In April 1950, Eric and Edith Willis got married and became the first NHS nurses to be allowed to live together outside the standard nurses quarters.
The pair had met during their training at the Preliminary Training School of Derbyshire Royal Infirmary in 1948 – the year the NHS was founded. They started dating a year later and when they fell in love, their matron gave permission for them to shirk tradition, tie the knot and live outside the hospital grounds.
As the NHS celebrates its 70th birthday, Eric now 96, and Edith, now 93, tell HuffPost UK what it was like to work for the newly created health service and how they think things have changed for nurses today.
The couple, who now live in Liverpool, dedicated decades of their lives to nursing, with Eric retiring aged 65 in 1985, while Edith retired from the NHS aged 60 in 1984, before continuing to work in the private sector until she was 72.
Today, just 11.2% of NHS nurses are men, but as one of the first males to enrol for training in 1948, Eric was even more outnumbered.
“I stood out like a sore thumb!” he says. “I was excluded from some of the lectures dealing with sensitive parts of the anatomy like reproduction and was told to go and read it up. They didn’t know what to do about a uniform for me so I just wore a white coat.”
The pair qualified in 1951 and Edith fell pregnant with their son, Clarke, the following year. As a new mum, she worked three days per week as a night sister at an old people’s home before moving to the now-closed Hospital for Convalescence and Rehabilitation at Etwall, Derbyshire. Edith worked at the hospital for 27 years, taking only short career breaks to have two more children, Ruth and Nigel, and she witnessed changes across the industry first-hand.
“The NHS has become more technical and Nurse Training has become more academic,” she says. “More patients were in for a longer period and we got to know them. We didn’t have targets to meet. There was no disposable equipment and everything was scrubbed, sterilised and reused. Some treatments we gave are not given today; enemas were commonplace and gastric wash-outs, particularly pre- and post-op.”
Eric worked as a district nurse making house call from 1952 to 1975, before training to be a nursing tutor and teaching the next cohort. “As a district nurse I rode a bike in all weathers and carried all the equipment with me on the bike,” he remembers.
“I could spend a lot longer with patients then than they can today and often had to do jobs in the house before I could carry out the nursing care. Some homes were crowded, dirty and lacking in basic facilities.”
The couple didn’t have a phone in their house, so Eric had to walk to the telephone box at the end of their road first thing every morning to call the central office and find out his postings for the day.
“Sometimes I would be kept waiting in the cold for someone to finish their telephone call,” he says.

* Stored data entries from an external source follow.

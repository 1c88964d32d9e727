//! Input handling: platform-agnostic event types and the processor that
//! turns pointer and touch events into showpiece rotation.

/// Platform-agnostic input events.
pub mod event;
/// Converts raw events into controller calls.
pub mod processor;

pub use event::{InputEvent, MouseButton};
pub use processor::{EventResponse, InputProcessor, PointerSource};
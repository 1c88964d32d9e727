//! Screen-space visibility for frame culling.

use glam::Vec2;

/// Axis-aligned rectangle in CSS pixels, y growing downward.
#[derive(Debug, Clone, Copy, PartialEq)]
pub struct ScreenRect {
    /// Top-left corner.
    pub min: Vec2,
    /// Bottom-right corner.
    pub max: Vec2,
}

impl ScreenRect {
    /// Rectangle from a DOM-style `left, top, width, height` quadruple.
    #[must_use]
    pub fn from_xywh(left: f32, top: f32, width: f32, height: f32) -> Self {
        let min = Vec2::new(left, top);
        Self {
            min,
            max: min + Vec2::new(width.max(0.0), height.max(0.0)),
        }
    }

    /// The viewport itself, anchored at the origin.
    #[must_use]
    pub fn from_size(size: Vec2) -> Self {
        Self {
            min: Vec2::ZERO,
            max: size.max(Vec2::ZERO),
        }
    }

    /// Whether the two rectangles overlap by a non-zero area.
    #[inline]
    #[must_use]
    pub fn intersects(&self, other: &Self) -> bool {
        let overlap = self.max.min(other.max) - self.min.max(other.min);
        overlap.x > 0.0 && overlap.y > 0.0
    }
}

/// Whether the showpiece is on screen, from the latest viewport size and
/// container bounds.
///
/// Until both are known the showpiece counts as visible.
#[must_use]
pub fn is_visible(viewport: Option<Vec2>, bounds: Option<ScreenRect>) -> bool {
    match (viewport, bounds) {
        (Some(size), Some(rect)) => rect.intersects(&ScreenRect::from_size(size)),
        _ => true,
    }
}

#[cfg(test)]
mod tests {
    use super::*;

    #[test]
    fn overlap_and_touching_edges() {
        let a = ScreenRect::from_xywh(0.0, 0.0, 100.0, 100.0);
        let b = ScreenRect::from_xywh(50.0, 50.0, 100.0, 100.0);
        let c = ScreenRect::from_xywh(100.0, 0.0, 10.0, 10.0);
        assert!(a.intersects(&b));
        assert!(b.intersects(&a));
        assert!(!a.intersects(&c));
    }

    #[test]
    fn scrolled_out_container_is_hidden() {
        let viewport = Some(Vec2::new(1280.0, 800.0));
        // Hero scrolled fully above the fold
        let above = ScreenRect::from_xywh(0.0, -900.0, 1280.0, 800.0);
        assert!(!is_visible(viewport, Some(above)));
        // Partially visible
        let peeking = ScreenRect::from_xywh(0.0, -700.0, 1280.0, 800.0);
        assert!(is_visible(viewport, Some(peeking)));
    }

    #[test]
    fn unknown_geometry_counts_as_visible() {
        assert!(is_visible(None, None));
        assert!(is_visible(Some(Vec2::new(10.0, 10.0)), None));
    }

    #[test]
    fn zero_sized_container_is_hidden() {
        let viewport = Some(Vec2::new(1280.0, 800.0));
        let collapsed = ScreenRect::from_xywh(10.0, 10.0, 0.0, 0.0);
        assert!(!is_visible(viewport, Some(collapsed)));
    }
}
#[cfg(test)]
mod tests {
    use super::*;

    const EPS: f32 = 1e-5;

    fn drag(controller: &mut RotationController, samples: &[(f32, f32)]) {
        let mut t = 0.0;
        let (x0, y0) = samples[0];
        controller.pointer_down(Vec2::new(x0, y0), t);
        for &(x, y) in &samples[1..] {
            t += 16.0;
            let _ = controller.pointer_move(Vec2::new(x, y), t);
        }
    }

    #[test]
    fn shallow_drag_rotates_yaw_and_pitch() {
        let mut c = RotationController::default();
        c.pointer_down(Vec2::new(100.0, 100.0), 0.0);
        let outcome = c.pointer_move(Vec2::new(150.0, 120.0), 16.0);

        assert_eq!(outcome, DragOutcome::Rotated);
        assert!((c.orientation().yaw - 0.5).abs() < EPS);
        assert!((c.orientation().pitch - 0.2).abs() < EPS);
        assert_eq!(c.phase(), GesturePhase::Dragging);
    }

    #[test]
    fn steep_drag_aborts_without_rotating() {
        let mut c = RotationController::default();
        c.pointer_down(Vec2::new(100.0, 100.0), 0.0);
        let outcome = c.pointer_move(Vec2::new(110.0, 140.0), 16.0);

        assert_eq!(outcome, DragOutcome::ScrollIntent);
        assert_eq!(c.orientation(), Orientation::default());
        assert_eq!(c.phase(), GesturePhase::Idle);
        assert!(c.velocity().is_zero());

        // Later samples belong to the page scroll
        assert_eq!(
            c.pointer_move(Vec2::new(200.0, 140.0), 32.0),
            DragOutcome::Ignored
        );
    }

    #[test]
    fn exactly_twice_vertical_still_rotates() {
        let mut c = RotationController::default();
        c.pointer_down(Vec2::ZERO, 0.0);
        assert_eq!(
            c.pointer_move(Vec2::new(10.0, 20.0), 16.0),
            DragOutcome::Rotated
        );
    }

    #[test]
    fn drag_sum_matches_accumulated_deltas() {
        let mut c = RotationController::default();
        let samples = [
            (0.0, 0.0),
            (10.0, 5.0),
            (25.0, 12.0),
            (20.0, 10.0),
            (60.0, 20.0),
            (90.0, 30.0),
        ];
        drag(&mut c, &samples);

        // Σdx = 90, Σdy = 30
        assert!((c.orientation().yaw - 0.9).abs() < EPS);
        assert!((c.orientation().pitch - 0.3).abs() < EPS);
    }

    #[test]
    fn pitch_is_clamped_both_ways() {
        let mut c = RotationController::default();
        drag(&mut c, &[(0.0, 0.0), (100.0, 50.0), (200.0, 100.0)]);
        assert_eq!(c.orientation().pitch, 0.5);
        assert!((c.orientation().yaw - 2.0).abs() < EPS);

        drag(&mut c, &[(0.0, 0.0), (200.0, -100.0), (400.0, -200.0)]);
        assert_eq!(c.orientation().pitch, -0.5);

        c.set_orientation(Orientation {
            pitch: 3.0,
            yaw: 0.0,
        });
        assert_eq!(c.orientation().pitch, 0.5);
    }

    #[test]
    fn move_without_press_is_ignored() {
        let mut c = RotationController::default();
        assert_eq!(
            c.pointer_move(Vec2::new(50.0, 0.0), 16.0),
            DragOutcome::Ignored
        );
        assert_eq!(c.orientation(), Orientation::default());
    }

    #[test]
    fn release_keeps_velocity_of_last_sample() {
        let mut c = RotationController::default();
        c.pointer_down(Vec2::new(0.0, 0.0), 0.0);
        let _ = c.pointer_move(Vec2::new(50.0, 20.0), 100.0);

        assert!(c.pointer_up());
        let v = c.velocity();
        // 50px * 0.01 / 0.1s
        assert!((v.yaw_per_second - 5.0).abs() < 1e-4);
        assert!((v.pitch_per_second - 2.0).abs() < 1e-4);
        assert!(!c.pointer_up());
    }

    #[test]
    fn zero_dt_sample_keeps_previous_velocity() {
        let mut c = RotationController::default();
        c.pointer_down(Vec2::ZERO, 0.0);
        let _ = c.pointer_move(Vec2::new(10.0, 0.0), 10.0);
        let before = c.velocity();
        let _ = c.pointer_move(Vec2::new(20.0, 0.0), 10.0);
        assert_eq!(c.velocity(), before);
        assert!((c.orientation().yaw - 0.2).abs() < EPS);
    }

    #[test]
    fn new_press_zeroes_residual_velocity() {
        let mut c = RotationController::default();
        c.pointer_down(Vec2::ZERO, 0.0);
        let _ = c.pointer_move(Vec2::new(50.0, 0.0), 10.0);
        let _ = c.pointer_up();
        assert!(!c.velocity().is_zero());

        c.pointer_down(Vec2::new(5.0, 5.0), 500.0);
        assert!(c.velocity().is_zero());
        assert_eq!(c.pointer().last_position, Vec2::new(5.0, 5.0));
        assert_eq!(c.pointer().last_timestamp_ms, 500.0);
    }

    #[test]
    fn cancel_drops_spin() {
        let mut c = RotationController::default();
        c.pointer_down(Vec2::ZERO, 0.0);
        let _ = c.pointer_move(Vec2::new(50.0, 0.0), 10.0);
        c.cancel();
        assert!(!c.is_dragging());
        assert!(c.velocity().is_zero());
    }

    #[test]
    fn velocity_decays_geometrically() {
        let mut c = RotationController::default();
        c.pointer_down(Vec2::ZERO, 0.0);
        let _ = c.pointer_move(Vec2::new(50.0, 20.0), 100.0);
        let _ = c.pointer_up();
        let v0 = c.velocity();

        for n in 1..=10 {
            c.tick(1.0 / 60.0);
            let expected = v0.yaw_per_second * 0.95_f32.powi(n);
            assert!((c.velocity().yaw_per_second - expected).abs() < 1e-4);
            let expected = v0.pitch_per_second * 0.95_f32.powi(n);
            assert!((c.velocity().pitch_per_second - expected).abs() < 1e-4);
        }
    }

    #[test]
    fn velocity_snaps_to_exact_zero() {
        let mut c = RotationController::default();
        c.pointer_down(Vec2::ZERO, 0.0);
        let _ = c.pointer_move(Vec2::new(50.0, 20.0), 100.0);
        let _ = c.pointer_up();

        // 5.0 * 0.95^n < 0.001 needs n > 166
        for _ in 0..200 {
            c.tick(1.0 / 60.0);
        }
        assert!(c.velocity().is_zero());
    }

    #[test]
    fn auto_rotation_resumes_after_spin_dies_down() {
        let mut c = RotationController::default();
        c.pointer_down(Vec2::ZERO, 0.0);
        let _ = c.pointer_move(Vec2::new(50.0, 0.0), 100.0);
        let _ = c.pointer_up();
        assert!((c.velocity().yaw_per_second - 5.0).abs() < 1e-4);

        // 5.0 * 0.95^77 ≈ 0.096
        for _ in 0..77 {
            c.tick(1.0 / 60.0);
        }
        assert!(c.velocity().yaw_per_second < 0.1);

        // Remaining manual spin is dwarfed by the constant auto rate
        let before = c.orientation().yaw;
        c.tick(0.5);
        let step = c.orientation().yaw - before;
        let manual = c.velocity().yaw_per_second * 0.5;
        assert!((step - manual - 0.1).abs() < 1e-4);
    }

    #[test]
    fn auto_rotation_is_suppressed_during_fast_spin() {
        let mut c = RotationController::default();
        c.pointer_down(Vec2::ZERO, 0.0);
        let _ = c.pointer_move(Vec2::new(50.0, 0.0), 100.0);
        let _ = c.pointer_up();

        let before = c.orientation().yaw;
        c.tick(0.1);
        let expected = 5.0 * 0.95 * 0.1;
        assert!((c.orientation().yaw - before - expected).abs() < 1e-4);
    }

    #[test]
    fn at_rest_idle_spin_is_exactly_auto_rate() {
        let mut c = RotationController::default();
        c.tick(1.0);
        assert!((c.orientation().yaw - 0.2).abs() < EPS);
        c.tick(0.5);
        assert!((c.orientation().yaw - 0.3).abs() < EPS);
    }

    #[test]
    fn tick_while_dragging_is_a_no_op() {
        let mut c = RotationController::default();
        c.pointer_down(Vec2::ZERO, 0.0);
        let _ = c.pointer_move(Vec2::new(30.0, 0.0), 100.0);
        let before = (c.orientation(), c.velocity());
        c.tick(1.0);
        assert_eq!((c.orientation(), c.velocity()), before);
    }

    #[test]
    fn bad_dt_is_treated_as_zero() {
        let mut c = RotationController::default();
        c.tick(f32::NAN);
        c.tick(-1.0);
        c.tick(f32::INFINITY);
        assert_eq!(c.orientation(), Orientation::default());
    }

    #[test]
    fn inertia_respects_pitch_clamp() {
        let mut c = RotationController::default();
        c.pointer_down(Vec2::ZERO, 0.0);
        let _ = c.pointer_move(Vec2::new(40.0, 40.0), 10.0);
        let _ = c.pointer_up();
        for _ in 0..300 {
            c.tick(1.0 / 60.0);
            let pitch = c.orientation().pitch;
            assert!((-0.5..=0.5).contains(&pitch));
        }
        assert_eq!(c.orientation().pitch, 0.5);
    }

    #[test]
    fn options_change_pitch_limit_and_reclamp() {
        let mut c = RotationController::default();
        c.set_orientation(Orientation {
            pitch: 0.4,
            yaw: 1.0,
        });
        c.apply_options(&ControllerOptions {
            pitch_limit: 0.25,
            ..ControllerOptions::default()
        });
        assert_eq!(c.orientation().pitch, 0.25);
        assert_eq!(c.orientation().yaw, 1.0);
    }

    #[test]
    fn non_finite_options_fall_back_to_defaults() {
        let mut c = RotationController::new(&ControllerOptions {
            pitch_limit: f32::NAN,
            friction: f32::NAN,
            rotate_speed: f32::INFINITY,
            ..ControllerOptions::default()
        });
        c.pointer_down(Vec2::ZERO, 0.0);
        let _ = c.pointer_move(Vec2::new(50.0, 80.0), 100.0);
        let _ = c.pointer_up();
        c.tick(1.0 / 60.0);

        let o = c.orientation();
        assert!(o.yaw.is_finite());
        assert_eq!(o.pitch, 0.5);
        assert!((c.velocity().yaw_per_second - 5.0 * 0.95).abs() < 1e-4);
    }

    #[test]
    fn pitch_spin_alone_does_not_block_auto_rotation() {
        let mut c = RotationController::default();
        c.pointer_down(Vec2::ZERO, 0.0);
        // yaw 0.05 rad/s (between rest and auto thresholds), pitch 0.08 rad/s
        let _ = c.pointer_move(Vec2::new(0.5, 0.8), 100.0);
        let _ = c.pointer_up();
        assert!((c.velocity().yaw_per_second - 0.05).abs() < 1e-5);

        let before = c.orientation().yaw;
        c.tick(0.5);
        let v = c.velocity();
        assert!(v.pitch_per_second > 0.001);
        assert!(v.yaw_per_second > 0.001 && v.yaw_per_second < 0.1);

        let step = c.orientation().yaw - before;
        let manual = v.yaw_per_second * 0.5;
        assert!((step - manual - 0.1).abs() < 1e-5);
    }
}
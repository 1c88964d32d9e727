use schemars::JsonSchema;
use serde::{Deserialize, Serialize};

#[derive(Debug, Clone, Serialize, Deserialize, PartialEq, JsonSchema)]
#[schemars(title = "Rotation", inline)]
#[serde(default)]
/// Drag rotation, inertia and auto-rotation parameters.
pub struct ControllerOptions {
    /// Radians of rotation per pixel of pointer travel.
    #[schemars(title = "Rotate Speed", range(min = 0.001, max = 0.05), extend("step" = 0.001))]
    pub rotate_speed: f32,
    /// Symmetric pitch clamp in radians.
    #[schemars(title = "Pitch Limit", range(min = 0.0, max = 1.5), extend("step" = 0.05))]
    pub pitch_limit: f32,
    /// A move sample whose vertical travel exceeds this multiple of its
    /// horizontal travel is treated as a page scroll.
    #[schemars(skip)]
    pub scroll_ratio: f32,
    /// Per-frame multiplicative decay applied to residual velocity.
    #[schemars(title = "Friction", range(min = 0.5, max = 0.999), extend("step" = 0.005))]
    pub friction: f32,
    /// Velocity components below this magnitude snap to zero.
    #[schemars(skip)]
    pub rest_epsilon: f32,
    /// Idle yaw rate in radians per second.
    #[schemars(title = "Auto Rotate", range(min = 0.0, max = 2.0), extend("step" = 0.05))]
    pub auto_rotate_speed: f32,
    /// Auto-rotation only applies while residual yaw velocity is below this.
    #[schemars(skip)]
    pub auto_rotate_threshold: f32,
}

impl Default for ControllerOptions {
    fn default() -> Self {
        Self {
            rotate_speed: 0.01,
            pitch_limit: 0.5,
            scroll_ratio: 2.0,
            friction: 0.95,
            rest_epsilon: 0.001,
            auto_rotate_speed: 0.2,
            auto_rotate_threshold: 0.1,
        }
    }
}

Both describe nursing as more physical than it is today due to the cumbersome nature of the equipment. Edith says matrons and ward sisters were particularly strict about cleaning and appearances.
“They were quite fussy about the beds – they had wheels that had to face in a certain direction and the sheet fold-over had to be 18 inches precisely and this was checked,” she recalls.
Nursing has united Eric and Edith throughout their 68 years of marriage. Eric shares the secret to a long and happy partnership: “Never stop courting, sharing and caring for each other.”